雲仙普賢岳火山砂防対策を顧みて
特集:雲仙普賢岳噴火火災から30年
株式会社オリエンタルコンサルタンツ/建設省九州地方建設局雲仙復興工事事務所長(当時)
松井宗廣
2021年6月1日
雲仙普賢岳の平成噴火は1991(平成3)年6月3日の火砕流で死者40人、行方不明3人という犠牲者を生じ、テレビの映像をとおして火砕流の怖さを全国民に知らしめた。噴火活動は平成7年に至るまで約4年半続き島原地域は度重なる火砕流と土石流被害に見舞われた。当初、長崎県が中心となって災害対策にあたったが、火砕流により山麓一帯には約1億7千万㎥もの不安定な火山噴出物が堆積、これを発生源とする土石流被害が繰り返された。
建設省(現国土交通省、以下同じ)は長崎県からの直轄化要望を受け1993(平成5)年4月、島原市に雲仙復興工事事務所を新設、火山砂防対策を開始した。以下に建設省が水無川で実施した主な対策と事務所開設以来約4年間、現地で対策にあたった経験を改めて顧みる。
火山砂防対策について
1)火山砂防対策の計画施設
山麓周辺に堆積する膨大かつ不安定な火山噴出物を安定化する砂防堰堤・床固工群と、土石流を早くかつ安全に有明海に流す導流堤を計画施設とした。
2)計画施設の建設に先行した緊急対策工事
より短期間で建設可能な仮設構造物(鋼製矢板を用いた仮設導流堤等)による緊急対策を先行実施した。
3)警戒区域内の有人施工と無人化施工
緊急対策工事は火砕流の危険性がある「警戒区域」でも実施する必要があった。そこで、火砕流の到達時間に着目し工事地点への到達時間内に余裕をもって避難できる地点では有人での作業が可能なことを検証、また「火砕流シェルター」を設置する等の安全対策を講じたうえで有人施工を実施した。しかし、より上流では火砕流の到達時間が短く危険なため無人化施工により対策工事を実施した【写真】。
火山砂防対策から得た教訓について
1)平時における対策検討の必要性
1993(平成5)年は4~7月にかけて土石流被害が急拡大した。
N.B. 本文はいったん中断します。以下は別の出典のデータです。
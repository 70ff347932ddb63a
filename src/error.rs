use thiserror::Error;

/// Errors raised while setting up or driving the tile renderer.
///
/// Per-frame problems that only affect a single tile (a missing atlas entry,
/// say) are never reported here; those tiles are skipped instead.
#[derive(Debug, Error)]
pub enum Error {
    #[error("invalid configuration: {0}")]
    Config(String),

    #[error("invalid color {0:?}: expected #RRGGBB or #RRGGBBAA")]
    InvalidColor(String),

    #[error("failed to read config file: {0}")]
    Io(#[from] std::io::Error),

    #[error("failed to parse config file: {0}")]
    Json(#[from] serde_json::Error),

    #[error("no drawable surface: {0}")]
    Surface(String),

    #[error("no suitable GPU adapter found: {0}")]
    Adapter(String),

    #[error("failed to create GPU device: {0}")]
    Device(String),

    #[error("window creation failed: {0}")]
    Window(String),

    #[error("event loop failed: {0}")]
    EventLoop(String),

    #[error("failed to write snapshot: {0}")]
    Image(#[from] image::ImageError),
}

pub type Result<T> = std::result::Result<T, Error>;
use std::f32::consts::FRAC_PI_6;

use glam::Vec3;
use isotile::camera::Camera;
use isotile::config::RenderConfig;
use isotile::engine::{FrameDriver, Scene, render_snapshot};
use isotile::error::Error;
use isotile::map::palette::{Color, Palette};
use isotile::map::{Tile, TileMap};
use isotile::renderer::software::SoftwareBackend;

const ORANGE: Color = Color::rgb(255, 140, 0);

fn hash_scene() -> Scene {
    let palette = Palette::new(vec!['#'], vec![ORANGE]).unwrap();
    let rows = vec![vec![Tile::new('#', ORANGE, 0); 4]; 4];
    let map = TileMap::from_tiles(10, rows, palette).unwrap();
    Scene::new(map, Camera::new(Vec3::new(2.0, 2.0, 0.0), 0.0, FRAC_PI_6)).unwrap()
}

fn lit_pixels(image: &image::RgbaImage) -> usize {
    image.pixels().filter(|p| p.0 == [255, 140, 0, 255]).count()
}

// ── End-to-end frames ─────────────────────────────────────────────────────

#[test]
fn frame_draws_only_tile_colors_on_black() {
    let mut scene = hash_scene();
    let image = render_snapshot(&mut scene, 100, 100, 1.0).unwrap();

    assert_eq!(image.dimensions(), (100, 100));
    let mut lit = 0;
    for p in image.pixels() {
        match p.0 {
            [0, 0, 0, 255] => {}
            [255, 140, 0, 255] => lit += 1,
            other => panic!("unexpected pixel {other:?}"),
        }
    }
    assert!(lit > 0);
    // The map spans x 25..65, y 35..65 on screen; corners stay clear.
    assert_eq!(image.get_pixel(0, 0).0, [0, 0, 0, 255]);
    assert_eq!(image.get_pixel(99, 99).0, [0, 0, 0, 255]);
    assert_eq!(image.get_pixel(5, 50).0, [0, 0, 0, 255]);
}

#[test]
fn one_submit_per_frame() {
    let mut scene = hash_scene();
    let mut driver = FrameDriver::new(SoftwareBackend::new(100, 100), &scene).unwrap();
    for _ in 0..3 {
        let stats = driver.render_frame(&mut scene).unwrap();
        assert_eq!(stats.candidates, 16);
        assert_eq!(stats.missing_atlas, 0);
    }
    assert_eq!(driver.backend().draw_calls(), 3);
    assert_eq!(scene.batch().quad_count(), 16);
    assert_eq!(scene.batch().indices.len(), 16 * 6);
    assert_eq!(scene.visible_tiles_signal().get(), 16);
}

#[test]
fn moving_the_camera_changes_the_frame() {
    let mut scene = hash_scene();
    let first = render_snapshot(&mut scene, 100, 100, 1.0).unwrap();
    scene.camera.move_by(1.0, 0.0, 0.0);
    let second = render_snapshot(&mut scene, 100, 100, 1.0).unwrap();
    assert_ne!(first, second);
}

#[test]
fn snapshot_from_config_matches_window_size() {
    let config = RenderConfig {
        window_width: 160,
        window_height: 90,
        map_width: 32,
        map_height: 32,
        seed: Some(11),
        ..Default::default()
    };
    let mut a = Scene::from_config(&config).unwrap();
    let mut b = Scene::from_config(&config).unwrap();
    let img_a = render_snapshot(&mut a, config.window_width, config.window_height, 1.0).unwrap();
    let img_b = render_snapshot(&mut b, config.window_width, config.window_height, 1.0).unwrap();
    assert_eq!(img_a.dimensions(), (160, 90));
    assert_eq!(img_a, img_b);
}

#[test]
fn snapshot_scale_factor_enlarges_tiles() {
    let mut scene = hash_scene();
    let normal = render_snapshot(&mut scene, 100, 100, 1.0).unwrap();
    let hidpi = render_snapshot(&mut scene, 100, 100, 2.0).unwrap();
    // Twice the edge length, roughly four times the area.
    assert!(lit_pixels(&hidpi) > 3 * lit_pixels(&normal));
    assert_eq!(hidpi.get_pixel(0, 0).0, [0, 0, 0, 255]);
}

#[test]
fn snapshot_rejects_empty_or_oversized_frames() {
    let mut scene = hash_scene();
    assert!(matches!(render_snapshot(&mut scene, 0, 100, 1.0), Err(Error::Config(_))));
    assert!(matches!(render_snapshot(&mut scene, 100, 1 << 20, 1.0), Err(Error::Config(_))));
}
use std::io::Write;

use isotile::config::RenderConfig;
use isotile::engine::Scene;
use isotile::error::Error;
use isotile::map::palette::Color;

fn temp_file(name: &str, contents: &str) -> std::path::PathBuf {
    let path = std::env::temp_dir().join(format!("isotile-{}-{name}", std::process::id()));
    let mut f = std::fs::File::create(&path).unwrap();
    f.write_all(contents.as_bytes()).unwrap();
    path
}

#[test]
fn load_reads_overrides_from_disk() {
    let path = temp_file(
        "ok.json",
        r##"{ "tile_size": 8, "glyph_palette": ["#", "~"], "color_palette": ["#102030", "#40506080"] }"##,
    );
    let cfg = RenderConfig::load(&path).unwrap();
    std::fs::remove_file(&path).ok();

    assert_eq!(cfg.tile_size, 8);
    let palette = cfg.palette().unwrap();
    assert_eq!(palette.glyphs(), &['#', '~']);
    assert_eq!(palette.colors(), &[Color([0x10, 0x20, 0x30, 255]), Color([0x40, 0x50, 0x60, 0x80])]);
}

#[test]
fn missing_file_is_an_io_error() {
    let err = RenderConfig::load("/definitely/not/here.json").unwrap_err();
    assert!(matches!(err, Error::Io(_)));
}

#[test]
fn empty_palette_is_rejected() {
    let err = RenderConfig::from_json_str(r#"{ "glyph_palette": [] }"#).unwrap_err();
    assert!(matches!(err, Error::Config(_)));
}

#[test]
fn duplicate_colors_are_rejected() {
    let err =
        RenderConfig::from_json_str(r##"{ "color_palette": ["#FFFFFF", "ffffff"] }"##).unwrap_err();
    assert!(matches!(err, Error::Config(_)));
}

#[test]
fn zero_map_dimension_is_rejected() {
    let err = RenderConfig::from_json_str(r#"{ "map_width": 0 }"#).unwrap_err();
    assert!(matches!(err, Error::Config(_)));
}

#[test]
fn pitch_outside_quarter_turn_is_rejected() {
    assert!(RenderConfig::from_json_str(r#"{ "initial_pitch": 2.0 }"#).is_err());
    assert!(RenderConfig::from_json_str(r#"{ "initial_pitch": -0.1 }"#).is_err());
}

#[test]
fn huge_tile_size_is_rejected_before_the_atlas_is_built() {
    let cfg = RenderConfig { tile_size: 1 << 30, map_width: 2, map_height: 2, ..Default::default() };
    assert!(matches!(cfg.validate(), Err(Error::Config(_))));
    assert!(matches!(Scene::from_config(&cfg), Err(Error::Config(_))));

    let err = RenderConfig::from_json_str(r#"{ "tile_size": 4000000000 }"#).unwrap_err();
    assert!(matches!(err, Error::Config(_)));
}

#[test]
fn oversized_map_and_window_are_rejected() {
    let wide = RenderConfig { map_width: u32::MAX, map_height: u32::MAX, ..Default::default() };
    assert!(matches!(wide.validate(), Err(Error::Config(_))));
    assert!(matches!(Scene::from_config(&wide), Err(Error::Config(_))));

    let edge = RenderConfig { map_width: 4096, map_height: 4096, ..Default::default() };
    assert!(edge.validate().is_ok());
    let over = RenderConfig { map_width: 4097, map_height: 4096, ..Default::default() };
    assert!(over.validate().is_err());

    let window = RenderConfig { window_width: 100_000, ..Default::default() };
    assert!(matches!(window.validate(), Err(Error::Config(_))));
}
// ── Tests ─────────────────────────────────────────────────────────────────────

#[cfg(test)]
mod tests {
    use super::*;
    use crate::map::Tile;
    use crate::map::palette::Color;

    struct RecordingBackend {
        uploads: usize,
        submitted_quads: Vec<usize>,
    }

    impl DrawBackend for RecordingBackend {
        type Texture = (u32, u32);
        type Error = Error;

        fn create_atlas_texture(&mut self, image: &RgbaImage) -> Result<(u32, u32)> {
            self.uploads += 1;
            Ok(image.dimensions())
        }

        fn submit_batch(&mut self, batch: &TileBatch, _atlas: &(u32, u32)) -> Result<()> {
            self.submitted_quads.push(batch.quad_count());
            Ok(())
        }

        fn viewport(&self) -> Viewport {
            Viewport::new(100, 100)
        }
    }

    fn small_scene() -> Scene {
        let palette = Palette::default();
        let color = palette.colors()[0];
        let rows = vec![vec![Tile::new('.', color, 0); 4]; 4];
        let map = TileMap::from_tiles(10, rows, palette).unwrap();
        Scene::new(map, Camera::new(Vec3::new(2.0, 2.0, 0.0), 0.0, std::f32::consts::FRAC_PI_6))
            .unwrap()
    }

    #[test]
    fn driver_uploads_atlas_once_until_rebuilt() {
        let mut scene = small_scene();
        let backend = RecordingBackend { uploads: 0, submitted_quads: vec![] };
        let mut driver = FrameDriver::new(backend, &scene).unwrap();
        driver.render_frame(&mut scene).unwrap();
        driver.render_frame(&mut scene).unwrap();
        assert_eq!(driver.backend().uploads, 1);

        let palette = scene.map().palette().clone();
        scene.rebuild_atlas(&palette).unwrap();
        driver.render_frame(&mut scene).unwrap();
        assert_eq!(driver.backend().uploads, 2);
        assert_eq!(driver.backend().submitted_quads, vec![16, 16, 16]);
    }

    #[test]
    fn visible_count_is_published_every_frame() {
        let mut scene = small_scene();
        let seen = Rc::new(Cell::new(0usize));
        let calls = Rc::new(Cell::new(0u32));
        let (s, c) = (Rc::clone(&seen), Rc::clone(&calls));
        let _sub = scene.visible_tiles_signal().subscribe(move |n| {
            s.set(*n);
            c.set(c.get() + 1);
        });
        let viewport = Viewport::new(100, 100);
        scene.prepare_frame(&viewport);
        scene.prepare_frame(&viewport);
        assert_eq!(seen.get(), 16);
        assert_eq!(calls.get(), 2);
    }

    #[test]
    fn palette_swap_without_matching_tiles_skips_them() {
        let mut scene = small_scene();
        let other = Palette::new(vec!['#'], vec![Color::rgb(1, 2, 3)]).unwrap();
        scene.rebuild_atlas(&other).unwrap();
        let stats = scene.prepare_frame(&Viewport::new(100, 100));
        assert_eq!(stats.missing_atlas, 16);
        assert!(scene.batch().is_empty());
    }

    #[test]
    fn fps_meter_reports_once_per_window() {
        let mut meter = FpsMeter::new();
        let mut reports = Vec::new();
        for _ in 0..16 {
            if let Some(fps) = meter.tick(0.125) {
                reports.push(fps);
            }
        }
        assert_eq!(reports, vec![8.0; 4]);
    }

    #[test]
    fn scene_from_config_centres_camera() {
        let cfg = RenderConfig { map_width: 10, map_height: 6, seed: Some(1), ..Default::default() };
        let scene = Scene::from_config(&cfg).unwrap();
        assert_eq!(scene.camera.position(), Vec3::new(5.0, 3.0, 0.0));
        assert_eq!(scene.camera.pitch(), cfg.initial_pitch);
        assert_eq!(scene.atlas().len(), 20);
    }
}
// ── Built-in 5×7 bitmap glyphs ────────────────────────────────────────────────
//
// Terrain maps only need a handful of marks, so instead of shipping a font the
// atlas builder rasterizes these bitmaps, scaled up to fit the tile cell.
// Each row is five bits wide; bit 4 is the leftmost pixel.

/// Bitmap width in pixels.
pub const GLYPH_W: u32 = 5;
/// Bitmap height in pixels.
pub const GLYPH_H: u32 = 7;

type Rows = [u8; GLYPH_H as usize];

const GLYPHS: &[(char, Rows)] = &[
    (' ',  [0b00000, 0b00000, 0b00000, 0b00000, 0b00000, 0b00000, 0b00000]),
    ('.',  [0b00000, 0b00000, 0b00000, 0b00000, 0b00000, 0b01100, 0b01100]),
    (',',  [0b00000, 0b00000, 0b00000, 0b00000, 0b01100, 0b00100, 0b01000]),
    ('`',  [0b01000, 0b00100, 0b00010, 0b00000, 0b00000, 0b00000, 0b00000]),
    ('\'', [0b00100, 0b00100, 0b01000, 0b00000, 0b00000, 0b00000, 0b00000]),
    ('"',  [0b01010, 0b01010, 0b00000, 0b00000, 0b00000, 0b00000, 0b00000]),
    ('·',  [0b00000, 0b00000, 0b00000, 0b01100, 0b01100, 0b00000, 0b00000]),
    (':',  [0b00000, 0b01100, 0b01100, 0b00000, 0b01100, 0b01100, 0b00000]),
    (';',  [0b00000, 0b01100, 0b01100, 0b00000, 0b01100, 0b00100, 0b01000]),
    ('-',  [0b00000, 0b00000, 0b00000, 0b11111, 0b00000, 0b00000, 0b00000]),
    ('=',  [0b00000, 0b00000, 0b11111, 0b00000, 0b11111, 0b00000, 0b00000]),
    ('+',  [0b00000, 0b00100, 0b00100, 0b11111, 0b00100, 0b00100, 0b00000]),
    ('*',  [0b00000, 0b00100, 0b10101, 0b01110, 0b10101, 0b00100, 0b00000]),
    ('~',  [0b00000, 0b00000, 0b01000, 0b10101, 0b00010, 0b00000, 0b00000]),
    ('^',  [0b00100, 0b01010, 0b10001, 0b00000, 0b00000, 0b00000, 0b00000]),
    ('#',  [0b01010, 0b01010, 0b11111, 0b01010, 0b11111, 0b01010, 0b01010]),
    ('%',  [0b11000, 0b11001, 0b00010, 0b00100, 0b01000, 0b10011, 0b00011]),
    ('o',  [0b00000, 0b00000, 0b01110, 0b10001, 0b10001, 0b10001, 0b01110]),
    ('T',  [0b11111, 0b00100, 0b00100, 0b00100, 0b00100, 0b00100, 0b00100]),
    ('♣',  [0b00100, 0b01110, 0b00100, 0b11111, 0b11111, 0b00100, 0b01110]),
];

/// Drawn for glyphs missing from the table: a hollow box.
const FALLBACK: Rows = [0b11111, 0b10001, 0b10001, 0b10001, 0b10001, 0b10001, 0b11111];

/// Bitmap rows for `ch`, or `None` when the glyph is not built in.
pub fn bitmap(ch: char) -> Option<&'static Rows> {
    GLYPHS.iter().find(|(c, _)| *c == ch).map(|(_, rows)| rows)
}

/// Bitmap rows for `ch`, falling back to a hollow box.
pub fn bitmap_or_fallback(ch: char) -> &'static Rows {
    bitmap(ch).unwrap_or(&FALLBACK)
}

/// Whether pixel `(x, y)` of a bitmap is set.
#[inline]
pub fn is_set(rows: &Rows, x: u32, y: u32) -> bool {
    x < GLYPH_W && y < GLYPH_H && rows[y as usize] & (1 << (GLYPH_W - 1 - x)) != 0
}

/// Integer scale so the bitmap covers roughly 70 % of a `tile_size` cell.
/// Never below 1, so tiny tiles still show the glyph (clipped if needed).
pub fn scale_for(tile_size: u32) -> u32 {
    (tile_size * 7 / (10 * GLYPH_H)).max(1)
}
use std::path::Path;

use serde::{Deserialize, Serialize};

use crate::error::{Error, Result};
use crate::map::MAX_MAP_TILES;
use crate::map::palette::{DEFAULT_COLORS, DEFAULT_GLYPHS, Palette};
use crate::renderer::atlas::atlas_size;
use crate::renderer::utils::MAX_TEXTURE_DIM;

// ── RenderConfig ──────────────────────────────────────────────────────────────

/// Startup settings for the renderer and its map.
///
/// Every field has a default, so a config file only needs the keys it wants
/// to override:
///
/// ```json
/// { "tile_size": 16, "seed": 42, "color_palette": ["#336699", "#99CCFF"] }
/// ```
#[derive(Clone, Debug, PartialEq, Serialize, Deserialize)]
#[serde(default)]
pub struct RenderConfig {
    pub title: String,
    /// Initial window size in physical pixels.
    pub window_width: u32,
    pub window_height: u32,
    /// Edge length of one tile at zoom 1, in pixels.
    pub tile_size: u32,
    /// Map size in tiles.
    pub map_width: u32,
    pub map_height: u32,
    pub glyph_palette: Vec<char>,
    /// `#RRGGBB` or `#RRGGBBAA` strings.
    pub color_palette: Vec<String>,
    /// Map generation seed. `None` draws one from OS entropy.
    pub seed: Option<u64>,
    /// Camera speed in tiles per second.
    pub move_speed: f32,
    /// Radians of yaw/pitch per pixel of pointer motion.
    pub look_sensitivity: f32,
    pub initial_pitch: f32,
}

impl Default for RenderConfig {
    fn default() -> Self {
        Self {
            title: "isotile".into(),
            window_width: 1280,
            window_height: 720,
            tile_size: 20,
            map_width: 400,
            map_height: 400,
            glyph_palette: DEFAULT_GLYPHS.to_vec(),
            color_palette: DEFAULT_COLORS.iter().map(|c| c.to_string()).collect(),
            seed: None,
            move_speed: 8.0,
            look_sensitivity: 0.002,
            initial_pitch: std::f32::consts::FRAC_PI_6,
        }
    }
}

impl RenderConfig {
    /// Read and validate a JSON config file.
    pub fn load(path: impl AsRef<Path>) -> Result<Self> {
        let path = path.as_ref();
        let text = std::fs::read_to_string(path)?;
        let config = Self::from_json_str(&text)?;
        log::info!("loaded config from {}", path.display());
        Ok(config)
    }

    pub fn from_json_str(text: &str) -> Result<Self> {
        let config: Self = serde_json::from_str(text)?;
        config.validate()?;
        Ok(config)
    }

    pub fn to_json_string(&self) -> Result<String> {
        Ok(serde_json::to_string_pretty(self)?)
    }

    /// Check every field against the limits the renderer can honour: the
    /// atlas and the window must fit in a [`MAX_TEXTURE_DIM`] texture and the
    /// map may hold at most [`MAX_MAP_TILES`] tiles.
    pub fn validate(&self) -> Result<()> {
        if self.tile_size == 0 {
            return Err(Error::Config("tile_size must be at least 1".into()));
        }
        if self.map_width == 0 || self.map_height == 0 {
            return Err(Error::Config(format!(
                "map must be at least 1x1, got {}x{}",
                self.map_width, self.map_height
            )));
        }
        if self.map_width as u64 * self.map_height as u64 > MAX_MAP_TILES {
            return Err(Error::Config(format!(
                "map {}x{} exceeds {MAX_MAP_TILES} tiles",
                self.map_width, self.map_height
            )));
        }
        if self.window_width == 0 || self.window_height == 0 {
            return Err(Error::Config("window size must be non-zero".into()));
        }
        if self.window_width > MAX_TEXTURE_DIM || self.window_height > MAX_TEXTURE_DIM {
            return Err(Error::Config(format!(
                "window {}x{} exceeds {MAX_TEXTURE_DIM} px",
                self.window_width, self.window_height
            )));
        }
        atlas_size(self.glyph_palette.len(), self.color_palette.len(), self.tile_size)?;
        if !(self.move_speed.is_finite() && self.move_speed >= 0.0) {
            return Err(Error::Config(format!("move_speed {} is invalid", self.move_speed)));
        }
        if !self.look_sensitivity.is_finite() {
            return Err(Error::Config("look_sensitivity must be finite".into()));
        }
        if !(0.0..=std::f32::consts::FRAC_PI_2).contains(&self.initial_pitch) {
            return Err(Error::Config(format!(
                "initial_pitch {} is outside [0, pi/2]",
                self.initial_pitch
            )));
        }
        self.palette().map(|_| ())
    }

    /// Typed palette built from the glyph and color lists.
    pub fn palette(&self) -> Result<Palette> {
        Palette::parse(&self.glyph_palette, &self.color_palette)
    }
}

// ── Tests ─────────────────────────────────────────────────────────────────────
そのため、急遽、仮設構造物による緊急対策を検討、実施を試みたが事務所が発足して間もない時期で用地確保がゼロであったため着手できなかった。漸く8月5日に着手できたがその間、土石流の被害は拡大する一方であった。この時、火山砂防対策では噴火活動の活発化後での対策は後手に回らざるを得ないことを痛切に思い知らされた。
2)火山噴火緊急減災対策
雲仙での経験は「火山噴火緊急減災対策」という新規施策に生かされることとなった。雲仙での対策実態を踏まえて、国土交通省は「事前に噴火に備えた資材備蓄や緊急対策工等の検討が必要」として2007(平成19)年4月「火山噴火緊急減災対策砂防計画策定ガイドライン」を策定、全国の主要活火山で検討を開始した。御嶽山2014年噴火、浅間山2015噴火でこの事前検討が功奏し短期間で緊急対策が実施された。
3)地域住民との協働
水無川と導流堤に挟まれた安中三角地帯を土砂処分場とし地上げすることで安全・安心の地域づくりに貢献できた。これは被災住民と国が一致協力した成果である。この「民と官の協働」が最も大切な教訓と考えている。
土石流の氾濫被害で荒廃した当時の島原地域は30年の時を経て見事に復興した。ここまでに至る関係各位のご尽力に深甚の敬意を表するとともに、島原地域のさらなる発展を心から祈念する次第である。